660 N.E.2d 1234 | Ohio Ct. App. | 1995
This case comes from the Portage County Court of Common Pleas.
On September 16, 1991, appellant, Helen Reagan, d.b.a., Southeast Trucking Company ("Reagan"), filed an action against Ranger Transportation, Inc. ("Ranger"), ESSROC Materials, Inc. ("ESSROC"), Doris Hershberger and Frieda Mulhollen. *17
On January 26, 1994, appellant dismissed Mulhollen without prejudice.1 Subsequently, on February 9, 1994, the trial court considered motions for summary judgment advanced by Hershberger, ESSROC, and Ranger, and granted summary judgment in favor of Hershberger and ESSROC; however, it overruled Ranger's motion for summary judgment. This order did not contain "no just reason for delay" language, pursuant to Civ.R. 54(B).
Thereafter, on May 20, 1994, appellant dismissed Ranger without prejudice.2 On May 23, 1994, appellant filed a notice of appeal from the February 9, 1994 order, as well as a previously entered order.
For the reasons to follow we conclude that this court lacks jurisdiction to entertain this appeal.
"An order which adjudicates one or more but fewer than all the claims or the rights and liabilities of fewer than all the parties must meet the requirements of [both] R.C.

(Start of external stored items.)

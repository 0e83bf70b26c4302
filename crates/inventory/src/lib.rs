//! `comptoir-inventory`: articles and the rules for changing them.
//!
//! Pure domain code: validation of submitted patches and stock-delta
//! arithmetic. Persistence and batching live in `comptoir-infra`.

pub mod article;

pub use article::{
    Article, ArticlePatch, Availability, DESCRIPTION_MAX_CHARS, LIBELLE_MAX_CHARS, NewArticle, PRICE_MAX,
    PatchError, apply_stock_delta,
};
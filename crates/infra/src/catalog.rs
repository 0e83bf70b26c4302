//! Article lifecycle within the actor's tenant: listing, lookup, creation and
//! the trash (soft delete, restore, purge).
//!
//! Every call checks the permission first, then resolves the article. An
//! article of another tenant reads as missing.

use std::sync::Arc;

use chrono::{DateTime, Utc};
use serde_json::{Map, Value};
use thiserror::Error;
use tracing::{info, instrument};

use comptoir_auth::{AuthzError, Permission, Principal, authorize};
use comptoir_core::ArticleId;
use comptoir_inventory::{Article, Availability, NewArticle, PatchError};

use crate::store::{ArticleStore, StoreError};

#[derive(Debug, Error)]
pub enum CatalogError {
    #[error("article not found")]
    NotFound,

    #[error("not authorized: {0}")]
    NotAuthorized(#[from] AuthzError),

    #[error(transparent)]
    Invalid(#[from] PatchError),

    #[error("article is not in the trash")]
    NotTrashed,

    #[error("libelle already used: {0}")]
    DuplicateLibelle(String),

    #[error(transparent)]
    Storage(StoreError),
}

impl From<StoreError> for CatalogError {
    fn from(e: StoreError) -> Self {
        match e {
            StoreError::NotFound(_) => CatalogError::NotFound,
            other => CatalogError::Storage(other),
        }
    }
}

fn libelle_conflict(libelle: &str) -> impl FnOnce(StoreError) -> CatalogError + '_ {
    move |e| match e {
        StoreError::Conflict(_) => CatalogError::DuplicateLibelle(libelle.to_string()),
        other => other.into(),
    }
}

pub struct ArticleCatalog {
    articles: Arc<dyn ArticleStore>,
}

impl ArticleCatalog {
    pub fn new(articles: Arc<dyn ArticleStore>) -> Self {
        Self { articles }
    }

    pub async fn list(
        &self,
        actor: &Principal,
        availability: Option<Availability>,
    ) -> Result<Vec<Article>, CatalogError> {
        authorize(actor, &Permission::ARTICLES_READ)?;
        Ok(self.articles.list(actor.active_tenant_id, availability).await?)
    }

    pub async fn get(&self, actor: &Principal, id: ArticleId) -> Result<Article, CatalogError> {
        authorize(actor, &Permission::ARTICLES_READ)?;
        let found = self.articles.find(id).await?;
        own(actor, found)
    }

    /// Exact match on the trimmed libelle, live articles only.
    pub async fn find_by_libelle(&self, actor: &Principal, libelle: &str) -> Result<Article, CatalogError> {
        authorize(actor, &Permission::ARTICLES_READ)?;
        let found = self
            .articles
            .find_by_libelle(actor.active_tenant_id, libelle.trim())
            .await?;
        found.ok_or(CatalogError::NotFound)
    }

    /// New article in the actor's tenant from a JSON body.
    #[instrument(skip_all, fields(user_id = %actor.user_id), err)]
    pub async fn create(
        &self,
        actor: &Principal,
        body: &Map<String, Value>,
        now: DateTime<Utc>,
    ) -> Result<Article, CatalogError> {
        authorize(actor, &Permission::ARTICLES_CREATE)?;
        let draft = NewArticle::from_json(actor.active_tenant_id, body)?;
        let libelle = draft.libelle.clone();
        let article = self
            .articles
            .create(draft, now)
            .await
            .map_err(libelle_conflict(&libelle))?;
        info!(article_id = %article.id, "article created");
        Ok(article)
    }

    #[instrument(skip_all, fields(user_id = %actor.user_id, article_id = %id), err)]
    pub async fn delete(&self, actor: &Principal, id: ArticleId, now: DateTime<Utc>) -> Result<(), CatalogError> {
        authorize(actor, &Permission::ARTICLES_DELETE)?;
        let found = self.articles.find(id).await?;
        own(actor, found)?;
        self.articles.soft_delete(id, now).await?;
        info!("article moved to trash");
        Ok(())
    }

    pub async fn trashed(&self, actor: &Principal) -> Result<Vec<Article>, CatalogError> {
        authorize(actor, &Permission::ARTICLES_READ)?;
        Ok(self.articles.list_trashed(actor.active_tenant_id).await?)
    }

    #[instrument(skip_all, fields(user_id = %actor.user_id, article_id = %id), err)]
    pub async fn restore(&self, actor: &Principal, id: ArticleId, now: DateTime<Utc>) -> Result<Article, CatalogError> {
        authorize(actor, &Permission::ARTICLES_DELETE)?;
        let article = self.in_trash(actor, id).await?;
        let restored = self
            .articles
            .restore(id, now)
            .await
            .map_err(libelle_conflict(&article.libelle))?;
        info!("article restored");
        Ok(restored)
    }

    #[instrument(skip_all, fields(user_id = %actor.user_id, article_id = %id), err)]
    pub async fn force_delete(&self, actor: &Principal, id: ArticleId) -> Result<(), CatalogError> {
        authorize(actor, &Permission::ARTICLES_DELETE)?;
        self.in_trash(actor, id).await?;
        self.articles.purge(id).await?;
        info!("article purged");
        Ok(())
    }

    async fn in_trash(&self, actor: &Principal, id: ArticleId) -> Result<Article, CatalogError> {
        let found = self.articles.find_with_trashed(id).await?;
        let article = own(actor, found)?;
        if !article.is_deleted() {
            return Err(CatalogError::NotTrashed);
        }
        Ok(article)
    }
}

fn own(actor: &Principal, found: Option<Article>) -> Result<Article, CatalogError> {
    found
        .filter(|a| a.tenant_id == actor.active_tenant_id)
        .ok_or(CatalogError::NotFound)
}
use serde::{Deserialize, Serialize};
use serde_json::Value;

use comptoir_infra::{BatchResult, FailedUpdate};
use comptoir_inventory::Article;

// -------------------------
// Envelope
// -------------------------

#[derive(Debug, Clone, Copy, PartialEq, Eq, Serialize)]
#[serde(rename_all = "SCREAMING_SNAKE_CASE")]
pub enum ResponseStatus {
    Success,
    Failure,
}

/// Every response body: `{data, status, message}`.
#[derive(Debug, Clone, Serialize)]
pub struct Envelope<T> {
    pub data: T,
    pub status: ResponseStatus,
    pub message: String,
}

// -------------------------
// Request DTOs
// -------------------------

/// Both fields are optional at the serde level so a missing one is reported
/// as a validation error instead of a deserialization failure.
#[derive(Debug, Deserialize)]
pub struct LoginRequest {
    pub login: Option<String>,
    pub password: Option<String>,
}

#[derive(Debug, Deserialize)]
pub struct RefreshRequest {
    pub refresh_token: Option<String>,
}

#[derive(Debug, Deserialize)]
pub struct ListArticlesQuery {
    pub available: Option<String>,
}

#[derive(Debug, Deserialize)]
pub struct LibelleLookup {
    pub libelle: Option<String>,
}

/// Items stay raw so failures can echo exactly what was sent.
#[derive(Debug, Deserialize)]
pub struct BatchStockRequest {
    #[serde(default)]
    pub articles: Vec<Value>,
}

// -------------------------
// Response DTOs
// -------------------------

#[derive(Debug, Serialize)]
pub struct BatchStockResponse {
    pub updated_articles: Vec<Article>,
    pub failed_updates: Vec<FailedUpdate>,
}

impl From<BatchResult> for BatchStockResponse {
    fn from(r: BatchResult) -> Self {
        Self {
            updated_articles: r.updated,
            failed_updates: r.failed,
        }
    }
}
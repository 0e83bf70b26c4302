//! Domain error model.

use thiserror::Error;

pub type DomainResult<T> = Result<T, DomainError>;

/// Rejection of a value before it reaches storage.
///
/// Storage and transport failures are typed separately in `comptoir-infra`
/// and `comptoir-api`.
#[derive(Debug, Error, Clone, PartialEq, Eq)]
pub enum DomainError {
    /// A field failed its format or length rule.
    #[error("validation failed: {0}")]
    Validation(String),

    /// A record would end up in a state it may never hold (negative stock).
    #[error("invariant violated: {0}")]
    InvariantViolation(String),

    #[error("invalid identifier: {0}")]
    InvalidId(String),
}

impl DomainError {
    pub fn validation(msg: impl Into<String>) -> Self {
        Self::Validation(msg.into())
    }

    pub fn invariant(msg: impl Into<String>) -> Self {
        Self::InvariantViolation(msg.into())
    }

    pub fn invalid_id(msg: impl Into<String>) -> Self {
        Self::InvalidId(msg.into())
    }
}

However, we must determine whether appellant's voluntary dismissal of Ranger converted an otherwise interlocutory order into a final order. We conclude that it did not.
Civ.R. 41(A)(1) states:
"Subject to the provisions of Rule 23(E) and Rule 66, an action may be dismissed by the plaintiff without order of court (a) by filing a notice of dismissal at any time before the commencement of trial unless a counterclaim which cannot remain pending for independent adjudication by the court has been served by the defendant * * *. Unless otherwise stated in the notice of dismissal * * *, the dismissal is without prejudice * * *."
In Borchers v. Winzeler Excavating Co. (Apr. 10, 1992), Montgomery App. No. 13297, unreported, at 3, 1992 WL 82681, the court construed the foregoing language and concluded: *18
"In our view, Civ.R. 41(A)(1) creates a mechanism whereby a plaintiff may voluntarily dismiss his entire action, without prejudice. It does not provide for the dismissal, without prejudice, of part of a cause of action. To do so would permit piecemeal litigation and piecemeal appeals, which are disfavored in the law."
This court has recently concluded that a party cannot dismiss claims pursuant to Civ.R. 41(A)(1)(a) because such rule permits only the dismissal of actions. Serotko v. State Farm Fire Cas.Co. (Sept. 9, 1994), Trumbull App. No. 94-T-5045, unreported, at 4. Further, the Serotko court stated that amending a complaint pursuant to Civ.R. 15(A) is the proper procedure to dismiss claims in a multi-count complaint. Id. at 4-5. A dismissal of claims pursuant to Civ.R. 41(A)(1)(a) which does not dismiss the entire action is a nullity. Borchers at 3-4. Thus, the dismissals of Mulhollen and Ranger were nullities and the claims against these parties remain.
Based on the foregoing, this court lacks jurisdiction and the matter is dismissed.
Appeal dismissed.
JOSEPH E. MAHONEY and NADER, JJ., concur.